Perversely, I wish I could say this was at our house, but it isn't.  It is at the parking lot of the grocery store.  I know that there are places on God's Bleached Earth where winter is fierce; much fiercer than here, but the urge to be long-suffering is too pleasant to dwell on that irritating fact.

Can you imagine the pennies that some enterprising child capitalist is going to find under that pile next April?

It is very much Minnesota to have sun in winter; sun on snow, as a kind of glorious consolation for finger-frost and foot-frigidity. We are not all that tough:  we keep the motor running and the heater turned on.  The back seats always have extra caps, coats, and gloves.
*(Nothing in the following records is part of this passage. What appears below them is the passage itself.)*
use std::sync::{
    Arc,
    atomic::{AtomicBool, Ordering},
};

/// Cancellation signal shared between the exit-cleanup registrar and
/// long-running operations such as external process invocations.
///
/// Clones observe the same signal.
#[derive(Debug, Clone, Default)]
pub struct CancelToken {
    cancelled: Arc<AtomicBool>,
}

impl CancelToken {
    /// Create a token that has not been cancelled.
    pub fn new() -> Self {
        Self::default()
    }

    /// Request cancellation.
    pub fn cancel(&self) {
        self.cancelled.store(true, Ordering::SeqCst);
    }

    /// Whether cancellation has been requested.
    pub fn is_cancelled(&self) -> bool {
        self.cancelled.load(Ordering::SeqCst)
    }
}
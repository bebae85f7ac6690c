//! Core operations.
//!
//! This module contains the business logic for ensure commands,
//! separated from CLI argument parsing and output rendering.

pub mod generate;
pub mod tidy;

use std::sync::Arc;

use ensure_core::{ExitCleanup, OsFs};
use ensure_manifest::{Backend, Config};
use ensure_mockgen::{
    MockBackend, MockGenerator, MockgenBackend, NativeBackend, backend::DEFAULT_MOCKGEN_COMMAND,
};
pub use generate::generate;
pub use tidy::tidy;

/// Build a generator writing to the real filesystem.
///
/// `backend_override` takes precedence over `mocks.backend` in the config.
fn mock_generator(
    config: &Config,
    backend_override: Option<Backend>,
    exit_cleanup: &ExitCleanup,
) -> MockGenerator {
    let mocks = config.mocks.as_ref();
    let selected = backend_override
        .or_else(|| mocks.map(|mocks| mocks.backend))
        .unwrap_or_default();

    let backend: Arc<dyn MockBackend> = match selected {
        Backend::Mockgen => {
            let command = mocks
                .and_then(|mocks| mocks.mockgen_command.as_deref())
                .filter(|command| !command.is_empty())
                .unwrap_or(DEFAULT_MOCKGEN_COMMAND);
            Arc::new(MockgenBackend::new(command))
        }
        Backend::Native => Arc::new(NativeBackend::new(
            config.root_path.clone(),
            config.module_path.clone(),
        )),
    };
    tracing::debug!(backend = %selected, "selected mock backend");

    MockGenerator::new(Arc::new(OsFs), backend, exit_cleanup.clone())
}
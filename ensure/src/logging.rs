use tracing_subscriber::{EnvFilter, layer::SubscriberExt, util::SubscriberInitExt};

/// Install the global subscriber, writing to stderr.
///
/// `RUST_LOG` takes precedence over the verbosity flag.
pub fn init(verbose: u8) {
    let default_level = match verbose {
        0 => "warn",
        1 => "info",
        _ => "debug",
    };

    tracing_subscriber::registry()
        .with(EnvFilter::try_from_default_env().unwrap_or_else(|_| EnvFilter::new(default_level)))
        .with(
            tracing_subscriber::fmt::layer()
                .with_writer(std::io::stderr)
                .with_target(false)
                .without_time(),
        )
        .init();
}
//! Core collaborators for the ensure CLI.
//!
//! This crate provides the side-effecting building blocks used by mock
//! generation: filesystem writes, external process execution, cancellation,
//! and the exit-cleanup registrar that runs when the process is interrupted.

mod cancel;
mod cleanup;
mod exec;
mod fs;

// Cancellation
pub use cancel::CancelToken;
// Exit cleanup
pub use cleanup::{CleanupError, ExitCleanup};
// Process execution
pub use exec::{CommandRunner, ExecError, ExecParams, ProcessRunner};
// Filesystem operations
pub use fs::{DIR_PERMISSIONS, FILE_PERMISSIONS, FsWrite, OsFs};
use std::path::PathBuf;

use miette::{Diagnostic, NamedSource, SourceSpan};
use thiserror::Error;

/// Result type for ensure-manifest operations (boxed to reduce size on stack)
pub type Result<T> = std::result::Result<T, Box<Error>>;

/// Source context for error reporting.
///
/// Holds the file content and name so parse errors can point at the
/// offending span.
#[derive(Debug, Clone)]
pub(crate) struct SourceContext {
    src: String,
    filename: String,
}

impl SourceContext {
    /// Create a new source context.
    pub fn new(src: impl Into<String>, filename: impl Into<String>) -> Self {
        Self {
            src: src.into(),
            filename: filename.into(),
        }
    }

    /// Create a NamedSource for miette error reporting.
    pub fn named_source(&self) -> NamedSource<String> {
        NamedSource::new(&self.filename, self.src.clone())
    }

    /// Create a parse error from a toml error.
    pub fn parse_error(&self, source: toml::de::Error) -> Box<Error> {
        let span = source.span().map(SourceSpan::from);
        Box::new(Error::Parse {
            src: self.named_source(),
            span,
            source,
        })
    }
}

#[derive(Debug, Error, Diagnostic)]
pub enum Error {
    #[error("failed to read '{}'", .path.display())]
    Io {
        path: PathBuf,
        #[source]
        source: std::io::Error,
    },

    #[error("could not find .ensure.toml in '{}' or any parent directory", .start.display())]
    #[diagnostic(
        code(ensure::config_not_found),
        help("create a .ensure.toml next to your go.mod listing the packages to mock")
    )]
    ConfigNotFound { start: PathBuf },

    #[error("failed to parse .ensure.toml")]
    #[diagnostic(code(ensure::parse_error))]
    Parse {
        #[source_code]
        src: NamedSource<String>,
        #[label("parse error here")]
        span: Option<SourceSpan>,
        #[source]
        source: toml::de::Error,
    },

    #[error("missing `module` directive in '{}'", .path.display())]
    #[diagnostic(
        code(ensure::missing_module),
        help("go.mod must start with a line like `module github.com/me/project`")
    )]
    MissingModule { path: PathBuf },
}
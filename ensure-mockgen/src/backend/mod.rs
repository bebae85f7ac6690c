//! Generators of mock source text.
//!
//! A [`MockBackend`] turns one package and a list of its interfaces into the
//! body of a mock file. Calls must be independent of each other, since the
//! generator may run many of them at once.

mod mockgen;
mod native;

use std::{io, path::PathBuf};

use ensure_core::{CancelToken, ExecError};
use thiserror::Error;

pub use mockgen::{DEFAULT_MOCKGEN_COMMAND, MockgenBackend};
pub use native::NativeBackend;

/// One package to generate a mock body for.
#[derive(Debug, Clone, PartialEq, Eq)]
pub struct GenerateRequest {
    /// Directory the generation runs in.
    pub working_dir: PathBuf,
    /// Import path of the package.
    pub package_path: String,
    /// Interfaces in the package to mock.
    pub interfaces: Vec<String>,
}

/// Produces mock source text for a package.
pub trait MockBackend: Send + Sync {
    /// Generate the mock body for `request`.
    ///
    /// Must return [`BackendError::Terminated`] when `cancel` interrupts the
    /// generation.
    fn generate(&self, cancel: &CancelToken, request: &GenerateRequest)
    -> Result<String, BackendError>;
}

#[derive(Debug, Error)]
pub enum BackendError {
    /// Generation was interrupted, either by a signal or by cancellation.
    #[error("terminated before finishing")]
    Terminated,

    /// The generator ran and failed. Holds its output verbatim.
    #[error("{0}")]
    Failed(String),

    #[error(transparent)]
    Exec(ExecError),

    #[error("package '{package}' not found at '{}'", .dir.display())]
    PackageNotFound { package: String, dir: PathBuf },

    #[error("could not read '{}': {cause}", .path.display())]
    Read { path: PathBuf, cause: io::Error },

    #[error("could not parse Go sources: {0}")]
    Parser(String),

    #[error("interface {interface} not found in {package}")]
    InterfaceNotFound { interface: String, package: String },

    #[error("interface {interface} is not supported: {reason}")]
    Unsupported { interface: String, reason: String },
}

impl From<ExecError> for BackendError {
    fn from(err: ExecError) -> Self {
        match err {
            ExecError::Terminated => BackendError::Terminated,
            ExecError::Failed(output) => BackendError::Failed(output),
            other => BackendError::Exec(other),
        }
    }
}
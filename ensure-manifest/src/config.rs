//! Loading the full configuration for one invocation.

use std::path::{Path, PathBuf};

use crate::{Error, Manifest, MockConfig, Result, read_module_path};

/// Name of the configuration file.
pub const CONFIG_FILE_NAME: &str = ".ensure.toml";

/// Find the configuration file in `start` or its closest ancestor.
pub fn find_config_file(start: &Path) -> Result<PathBuf> {
    start
        .ancestors()
        .map(|dir| dir.join(CONFIG_FILE_NAME))
        .find(|candidate| candidate.is_file())
        .ok_or_else(|| {
            Box::new(Error::ConfigNotFound {
                start: start.to_path_buf(),
            })
        })
}

/// Everything a command needs to know about the project.
#[derive(Debug, Clone, PartialEq, Eq)]
pub struct Config {
    /// Directory containing the configuration file.
    pub root_path: PathBuf,

    /// Module path declared in the project's `go.mod`.
    pub module_path: String,

    /// The `[mocks]` section, if present.
    pub mocks: Option<MockConfig>,

    /// Run generation jobs one at a time.
    pub disable_parallel_generation: bool,
}

impl Config {
    /// Load the configuration for a command started in `pwd`.
    pub fn load(pwd: &Path) -> Result<Self> {
        let config_path = find_config_file(pwd)?;
        let root_path = config_path
            .parent()
            .map(Path::to_path_buf)
            .unwrap_or_else(|| pwd.to_path_buf());

        let manifest = Manifest::from_file(&config_path)?;
        let module_path = read_module_path(&root_path)?;

        Ok(Self {
            root_path,
            module_path,
            mocks: manifest.mocks,
            disable_parallel_generation: false,
        })
    }
}

#[cfg(test)]
mod tests {
    use std::fs;

    use tempfile::TempDir;

    use super::*;
    use crate::{GO_MOD_FILE_NAME, Package};

    fn write_project(root: &Path, config: &str) {
        fs::write(root.join(CONFIG_FILE_NAME), config).unwrap();
        fs::write(root.join(GO_MOD_FILE_NAME), "module github.com/my/mod\n").unwrap();
    }

    #[test]
    fn test_find_config_file_walks_up() {
        let temp = TempDir::new().unwrap();
        let nested = temp.path().join("a").join("b");
        fs::create_dir_all(&nested).unwrap();
        fs::write(temp.path().join(CONFIG_FILE_NAME), "").unwrap();

        assert_eq!(
            find_config_file(&nested).unwrap(),
            temp.path().join(CONFIG_FILE_NAME)
        );
    }

    #[test]
    fn test_find_config_file_prefers_closest() {
        let temp = TempDir::new().unwrap();
        let nested = temp.path().join("sub");
        fs::create_dir_all(&nested).unwrap();
        fs::write(temp.path().join(CONFIG_FILE_NAME), "").unwrap();
        fs::write(nested.join(CONFIG_FILE_NAME), "").unwrap();

        assert_eq!(
            find_config_file(&nested).unwrap(),
            nested.join(CONFIG_FILE_NAME)
        );
    }

    #[test]
    fn test_load_from_nested_directory() {
        let temp = TempDir::new().unwrap();
        write_project(
            temp.path(),
            r#"
            [[mocks.packages]]
            path = "github.com/my/mod/internal/store"
            interfaces = ["Store"]
            "#,
        );
        let nested = temp.path().join("cmd").join("app");
        fs::create_dir_all(&nested).unwrap();

        let config = Config::load(&nested).unwrap();

        assert_eq!(config.root_path, temp.path());
        assert_eq!(config.module_path, "github.com/my/mod");
        assert!(!config.disable_parallel_generation);
        assert_eq!(
            config.mocks.unwrap().packages,
            vec![Package::new("github.com/my/mod/internal/store", &["Store"])]
        );
    }

    #[test]
    fn test_load_without_go_mod_fails() {
        let temp = TempDir::new().unwrap();
        fs::write(temp.path().join(CONFIG_FILE_NAME), "").unwrap();

        let err = Config::load(temp.path()).unwrap_err();
        assert!(matches!(*err, Error::Io { .. }));
    }
}
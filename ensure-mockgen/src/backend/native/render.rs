//! Renders gomock-compatible mocks from interface declarations.

use std::collections::BTreeMap;

use super::{
    code::CodeBuilder,
    reader::{Interface, Method},
};

const GOMOCK_IMPORT: &str = "github.com/golang/mock/gomock";

/// Render a complete mock file.
///
/// `imports` maps the import paths referenced by the interfaces' types to the
/// name they must be imported as, if it differs from the default.
pub(crate) fn render_mock(
    mock_package: &str,
    imports: &BTreeMap<String, Option<String>>,
    interfaces: &[Interface],
) -> String {
    let mut imports = imports.clone();
    imports.insert(GOMOCK_IMPORT.to_string(), None);
    if interfaces.iter().any(|iface| !iface.methods.is_empty()) {
        imports.insert("reflect".to_string(), None);
    }

    let mut b = CodeBuilder::new();
    b.push_line("// Code generated by ensure. DO NOT EDIT.")
        .push_blank()
        .push_line(&format!("package {mock_package}"))
        .push_blank();
    render_imports(&mut b, &imports);

    for iface in interfaces {
        b.push_blank();
        render_interface(&mut b, iface);
    }
    b.build()
}

/// Standard library imports first, then everything else.
fn render_imports(b: &mut CodeBuilder, imports: &BTreeMap<String, Option<String>>) {
    let (standard, external): (Vec<_>, Vec<_>) = imports
        .iter()
        .partition(|(path, _)| !path.split('/').next().unwrap_or_default().contains('.'));

    b.push_line("import (").push_indent();
    for (index, group) in [standard, external].iter().filter(|g| !g.is_empty()).enumerate() {
        if index > 0 {
            b.push_blank();
        }
        for (path, alias) in group {
            match alias {
                Some(alias) => b.push_line(&format!("{alias} \"{path}\"")),
                None => b.push_line(&format!("\"{path}\"")),
            };
        }
    }
    b.push_dedent().push_line(")");
}

fn render_interface(b: &mut CodeBuilder, iface: &Interface) {
    let mock = format!("Mock{}", iface.name);
    let recorder = format!("{mock}MockRecorder");

    b.push_line(&format!("// {mock} is a mock of the {} interface.", iface.name))
        .push_block(&format!("type {mock} struct {{"), |b| {
            b.push_line("ctrl     *gomock.Controller")
                .push_line(&format!("recorder *{recorder}"));
        })
        .push_blank();

    b.push_line(&format!("// {recorder} is the mock recorder for {mock}."))
        .push_block(&format!("type {recorder} struct {{"), |b| {
            b.push_line(&format!("mock *{mock}"));
        })
        .push_blank();

    b.push_line(&format!("// New{mock} creates a new mock instance."))
        .push_block(
            &format!("func New{mock}(ctrl *gomock.Controller) *{mock} {{"),
            |b| {
                b.push_line(&format!("mock := &{mock}{{ctrl: ctrl}}"))
                    .push_line(&format!("mock.recorder = &{recorder}{{mock: mock}}"))
                    .push_line("return mock");
            },
        )
        .push_blank();

    b.push_line("// EXPECT returns an object that allows the caller to indicate expected use.")
        .push_block(&format!("func (m *{mock}) EXPECT() *{recorder} {{"), |b| {
            b.push_line("return m.recorder");
        });

    for method in &iface.methods {
        let names = param_names(method);
        b.push_blank();
        render_method(b, &mock, method, &names);
        b.push_blank();
        render_recorder_method(b, &mock, &recorder, method, &names);
    }
}

fn render_method(b: &mut CodeBuilder, mock: &str, method: &Method, names: &[String]) {
    let name = &method.name;
    let params: Vec<String> = method
        .params
        .iter()
        .zip(names)
        .enumerate()
        .map(|(index, (param, param_name))| {
            if method.variadic && index + 1 == names.len() {
                format!("{param_name} ...{}", param.ty)
            } else {
                format!("{param_name} {}", param.ty)
            }
        })
        .collect();

    let results: Vec<&str> = method.results.iter().map(|r| r.ty.as_str()).collect();
    let results = match results.as_slice() {
        [] => String::new(),
        [single] => format!(" {single}"),
        many => format!(" ({})", many.join(", ")),
    };

    b.push_line(&format!("// {name} mocks base method."))
        .push_block(
            &format!("func (m *{mock}) {name}({}){results} {{", params.join(", ")),
            |b| {
                b.push_line("m.ctrl.T.Helper()");

                let call_args = match names.split_last() {
                    Some((last, fixed)) if method.variadic => {
                        b.push_line(&format!("varargs := []interface{{}}{{{}}}", fixed.join(", ")))
                            .push_block(&format!("for _, a := range {last} {{"), |b| {
                                b.push_line("varargs = append(varargs, a)");
                            });
                        ", varargs...".to_string()
                    }
                    _ => names.iter().map(|n| format!(", {n}")).collect(),
                };
                let call = format!("m.ctrl.Call(m, \"{name}\"{call_args})");

                if method.results.is_empty() {
                    b.push_line(&call);
                    return;
                }

                b.push_line(&format!("ret := {call}"));
                for (index, result) in method.results.iter().enumerate() {
                    b.push_line(&format!("ret{index}, _ := ret[{index}].({})", result.ty));
                }
                let rets: Vec<String> = (0..method.results.len())
                    .map(|index| format!("ret{index}"))
                    .collect();
                b.push_line(&format!("return {}", rets.join(", ")));
            },
        );
}

fn render_recorder_method(
    b: &mut CodeBuilder,
    mock: &str,
    recorder: &str,
    method: &Method,
    names: &[String],
) {
    let name = &method.name;
    let params: Vec<String> = names
        .iter()
        .enumerate()
        .map(|(index, param_name)| {
            if method.variadic && index + 1 == names.len() {
                format!("{param_name} ...interface{{}}")
            } else {
                format!("{param_name} interface{{}}")
            }
        })
        .collect();

    b.push_line(&format!("// {name} indicates an expected call of {name}."))
        .push_block(
            &format!(
                "func (mr *{recorder}) {name}({}) *gomock.Call {{",
                params.join(", ")
            ),
            |b| {
                b.push_line("mr.mock.ctrl.T.Helper()");

                let call_args = match names.split_last() {
                    Some((last, fixed)) if method.variadic => {
                        b.push_line(&format!(
                            "varargs := append([]interface{{}}{{{}}}, {last}...)",
                            fixed.join(", ")
                        ));
                        ", varargs...".to_string()
                    }
                    _ => names.iter().map(|n| format!(", {n}")).collect(),
                };
                b.push_line(&format!(
                    "return mr.mock.ctrl.RecordCallWithMethodType(mr.mock, \"{name}\", reflect.TypeOf((*{mock})(nil).{name}){call_args})"
                ));
            },
        );
}

/// Local names for a method's parameters: `_<name>`, or `_arg<i>` when unnamed.
fn param_names(method: &Method) -> Vec<String> {
    method
        .params
        .iter()
        .enumerate()
        .map(|(index, param)| match param.name.as_deref() {
            Some(name) if name != "_" => format!("_{name}"),
            _ => format!("_arg{index}"),
        })
        .collect()
}
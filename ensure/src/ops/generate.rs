//! Generate operation - write a mock for every configured package.

use ensure_core::ExitCleanup;
use ensure_manifest::{Backend, Config};
use eyre::{Context, Result};

use super::mock_generator;
use crate::reports::{GenerateReport, TidyReport};

/// Options for the generate operation.
pub struct GenerateOptions {
    /// Generate one mock at a time.
    pub disable_parallel: bool,
    /// Backend overriding `mocks.backend`.
    pub backend: Option<Backend>,
    /// Whether `mocks.tidy_after_generate` is honored.
    pub allow_tidy: bool,
}

/// Execute the generate operation.
///
/// Tidies the mock roots afterwards when the config asks for it and every
/// mock was generated.
pub fn generate(
    mut config: Config,
    exit_cleanup: &ExitCleanup,
    opts: GenerateOptions,
) -> Result<GenerateReport> {
    config.disable_parallel_generation |= opts.disable_parallel;

    let generator = mock_generator(&config, opts.backend, exit_cleanup);
    let summary = generator.generate_mocks(&exit_cleanup.token(), &config)?;

    let tidy_after_generate = config
        .mocks
        .as_ref()
        .is_some_and(|mocks| mocks.tidy_after_generate);

    let tidy = if opts.allow_tidy && tidy_after_generate {
        let summary = generator
            .tidy_mocks(&config)
            .wrap_err("Failed to tidy mocks after generating")?;
        Some(TidyReport {
            root: config.root_path.clone(),
            dry_run: false,
            removed: summary.removed,
        })
    } else {
        None
    };

    Ok(GenerateReport {
        root: config.root_path,
        generated: summary.generated,
        tidy,
    })
}
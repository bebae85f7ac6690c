//! Snippets appended to every generated mock.

/// Append a `NEW` constructor method for each of `interfaces` to `body`.
///
/// `NEW` lets a zero-value mock build a fresh instance from a controller.
pub(crate) fn append_helpers(mut body: String, interfaces: &[String]) -> String {
    for interface in interfaces {
        body.push_str(&new_method(interface));
    }
    body
}

fn new_method(interface: &str) -> String {
    let mock = format!("Mock{interface}");
    format!(
        "\n// NEW creates a {mock}.\nfunc (*{mock}) NEW(ctrl *gomock.Controller) *{mock} {{\n\treturn New{mock}(ctrl)\n}}\n"
    )
}
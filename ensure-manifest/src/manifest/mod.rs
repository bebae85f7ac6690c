//! Manifest types and parsing for .ensure.toml files.

mod backend;
mod parse;

use std::fmt;

pub use backend::Backend;
use serde::Deserialize;

/// Root manifest for .ensure.toml
#[derive(Debug, Clone, Default, PartialEq, Eq, Deserialize)]
#[serde(deny_unknown_fields)]
pub struct Manifest {
    /// Mock generation settings.
    /// Optional here so a missing section is reported alongside the other
    /// mock configuration errors.
    pub mocks: Option<MockConfig>,
}

/// The `[mocks]` section.
#[derive(Debug, Clone, Default, PartialEq, Eq, Deserialize)]
#[serde(deny_unknown_fields)]
pub struct MockConfig {
    /// Directory (relative to the project root) for mocks of packages
    /// outside any `internal/` tree. Defaults to `internal/mocks`.
    pub primary_destination: Option<String>,

    /// Directory name used under each `internal/` tree. Defaults to `mocks`.
    pub internal_destination: Option<String>,

    /// Run tidy after a successful generation.
    #[serde(default)]
    pub tidy_after_generate: bool,

    /// Generator used to produce mock bodies.
    #[serde(default)]
    pub backend: Backend,

    /// Command invoked by the mockgen backend. Defaults to `mockgen`.
    pub mockgen_command: Option<String>,

    /// Packages to mock.
    #[serde(default)]
    pub packages: Vec<Package>,
}

/// A package and the interfaces within it to mock.
#[derive(Debug, Clone, Default, PartialEq, Eq, Deserialize)]
#[serde(deny_unknown_fields)]
pub struct Package {
    /// Import path of the package.
    #[serde(default)]
    pub path: String,

    /// Names of the interfaces to mock.
    #[serde(default)]
    pub interfaces: Vec<String>,
}

impl Package {
    pub fn new(path: impl Into<String>, interfaces: &[&str]) -> Self {
        Self {
            path: path.into(),
            interfaces: interfaces.iter().map(|s| s.to_string()).collect(),
        }
    }
}

impl fmt::Display for Package {
    fn fmt(&self, f: &mut fmt::Formatter<'_>) -> fmt::Result {
        write!(f, "{}: {}", self.path, self.interfaces.join(","))
    }
}
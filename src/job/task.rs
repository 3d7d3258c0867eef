//! Supported tasks and their typed parameters.

use std::fmt;
use std::path::PathBuf;

use serde::{Deserialize, Serialize};
use serde_json::{Map, Value};

use crate::error::{FactoryError, Result};
use crate::templates::{CharacterPreset, TILE_SIZE};
use crate::types::MAX_PALETTE_SIZE;

/// Largest sprite side Aseprite accepts, in pixels.
pub const MAX_SPRITE_SIZE: u32 = 65535;

/// Task names accepted in the `task` field.
pub const SUPPORTED_TASKS: &[&str] = &[
    "sprite_placeholder",
    "tileset_placeholder",
    "character_sprite",
    "slice_tileset",
    "process_sprite",
];

/// A validated task with its resolved parameters.
#[derive(Debug, Clone, PartialEq)]
pub enum Task {
    SpritePlaceholder,
    TilesetPlaceholder(TilesetParams),
    CharacterSprite(CharacterParams),
    SliceTileset(SliceParams),
    ProcessSprite(ProcessParams),
}

impl Task {
    /// Resolve a task name and its raw parameters.
    pub fn from_parts(name: &str, params: &Map<String, Value>) -> Result<Self> {
        let task = match name {
            "sprite_placeholder" => Task::SpritePlaceholder,
            "tileset_placeholder" => Task::TilesetPlaceholder(parse_params(name, params)?),
            "character_sprite" => Task::CharacterSprite(parse_params(name, params)?),
            "slice_tileset" => Task::SliceTileset(parse_params(name, params)?),
            "process_sprite" => Task::ProcessSprite(parse_params(name, params)?),
            other => {
                return Err(FactoryError::Job {
                    message: format!("unknown task '{}'", other),
                    help: Some(format!("task must be one of: {}", SUPPORTED_TASKS.join(", "))),
                });
            }
        };
        task.check()?;
        Ok(task)
    }

    /// The task's name as written in job specs.
    pub fn name(&self) -> &'static str {
        match self {
            Task::SpritePlaceholder => "sprite_placeholder",
            Task::TilesetPlaceholder(_) => "tileset_placeholder",
            Task::CharacterSprite(_) => "character_sprite",
            Task::SliceTileset(_) => "slice_tileset",
            Task::ProcessSprite(_) => "process_sprite",
        }
    }

    fn check(&self) -> Result<()> {
        match self {
            Task::SpritePlaceholder => Ok(()),
            Task::TilesetPlaceholder(p) => {
                require_positive("columns", p.columns)?;
                require_positive("rows", p.rows)?;
                require_sprite_side("columns", p.columns, TILE_SIZE)?;
                require_sprite_side("rows", p.rows, TILE_SIZE)
            }
            Task::CharacterSprite(p) => CharacterPreset::from_name(&p.preset).map(|_| ()),
            Task::SliceTileset(p) => {
                require_input(&p.input_file)?;
                require_positive("tile_width", p.tile_width)?;
                require_positive("tile_height", p.tile_height)?;
                require_palette_size(p.palette_size)
            }
            Task::ProcessSprite(p) => {
                require_input(&p.input_file)?;
                require_positive("target_width", p.target_width)?;
                require_positive("target_height", p.target_height)?;
                require_sprite_side("target_width", p.target_width, 1)?;
                require_sprite_side("target_height", p.target_height, 1)?;
                require_palette_size(p.palette_size)
            }
        }
    }
}

impl fmt::Display for Task {
    fn fmt(&self, f: &mut fmt::Formatter<'_>) -> fmt::Result {
        write!(f, "{}", self.name())
    }
}

/// Parameters for `tileset_placeholder`.
#[derive(Debug, Clone, PartialEq, Serialize, Deserialize)]
#[serde(default)]
pub struct TilesetParams {
    pub columns: u32,
    pub rows: u32,
}

impl Default for TilesetParams {
    fn default() -> Self {
        Self { columns: 8, rows: 8 }
    }
}

/// Parameters for `character_sprite`.
#[derive(Debug, Clone, PartialEq, Serialize, Deserialize)]
#[serde(default)]
pub struct CharacterParams {
    pub preset: String,
}

impl Default for CharacterParams {
    fn default() -> Self {
        Self {
            preset: "knight".to_string(),
        }
    }
}

/// Parameters for `slice_tileset`.
#[derive(Debug, Clone, PartialEq, Serialize, Deserialize)]
#[serde(default)]
pub struct SliceParams {
    pub input_file: Option<PathBuf>,
    pub tile_width: u32,
    pub tile_height: u32,
    pub palette_size: u32,
    pub remove_dupes: bool,
}

impl Default for SliceParams {
    fn default() -> Self {
        Self {
            input_file: None,
            tile_width: 16,
            tile_height: 16,
            palette_size: 32,
            remove_dupes: true,
        }
    }
}

/// Parameters for `process_sprite`.
#[derive(Debug, Clone, PartialEq, Serialize, Deserialize)]
#[serde(default)]
pub struct ProcessParams {
    pub input_file: Option<PathBuf>,
    pub target_width: u32,
    pub target_height: u32,
    pub palette_size: u32,
    pub gen_walkcycle: bool,
}

impl Default for ProcessParams {
    fn default() -> Self {
        Self {
            input_file: None,
            target_width: 32,
            target_height: 32,
            palette_size: 16,
            gen_walkcycle: false,
        }
    }
}

fn parse_params<T>(task: &str, params: &Map<String, Value>) -> Result<T>
where
    T: for<'de> Deserialize<'de>,
{
    serde_json::from_value(Value::Object(params.clone())).map_err(|e| FactoryError::Job {
        message: format!("invalid params for {}: {}", task, e),
        help: None,
    })
}

fn require_positive(field: &str, value: u32) -> Result<()> {
    if value == 0 {
        return Err(FactoryError::job(format!("params.{} must be greater than zero", field)));
    }
    Ok(())
}

/// `value * scale` pixels must fit in one sprite side.
fn require_sprite_side(field: &str, value: u32, scale: u32) -> Result<()> {
    match value.checked_mul(scale) {
        Some(side) if side <= MAX_SPRITE_SIZE => Ok(()),
        _ => Err(FactoryError::Job {
            message: format!(
                "params.{} is too large: {} x {} px exceeds {} px",
                field, value, scale, MAX_SPRITE_SIZE
            ),
            help: Some(format!("Keep params.{} at or below {}", field, MAX_SPRITE_SIZE / scale)),
        }),
    }
}

fn require_input(input: &Option<PathBuf>) -> Result<()> {
    match input {
        Some(path) if !path.as_os_str().is_empty() => Ok(()),
        _ => Err(FactoryError::Job {
            message: "params.input_file is required".to_string(),
            help: Some("Point input_file at the source PNG".to_string()),
        }),
    }
}

fn require_palette_size(size: u32) -> Result<()> {
    if !(2..=MAX_PALETTE_SIZE as u32).contains(&size) {
        return Err(FactoryError::job(format!(
            "params.palette_size must be between 2 and {}, got {}",
            MAX_PALETTE_SIZE, size
        )));
    }
    Ok(())
}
Everything is always a trade-off.  Portland, Oregon trades interminable rain for proximity, restaurants, and neighborhoods.  Tucson trades stolen water and summer sear for sun in winter.  There is enough rain in Seattle to lubricate the entire tectonic plate boundary that lies just west of the glory that is Puget Sound.  The entire Confederate South is willing to trade soggy summer sweat for the leftover dream of white supremacy.  Here in Minnesota, we admit we elected Michele Bachmann in trade for sun on snow.  It is a horrible price to pay, but so would be six months of gray frost.  We can ignore the snow.  We try to ignore our belle, Michele.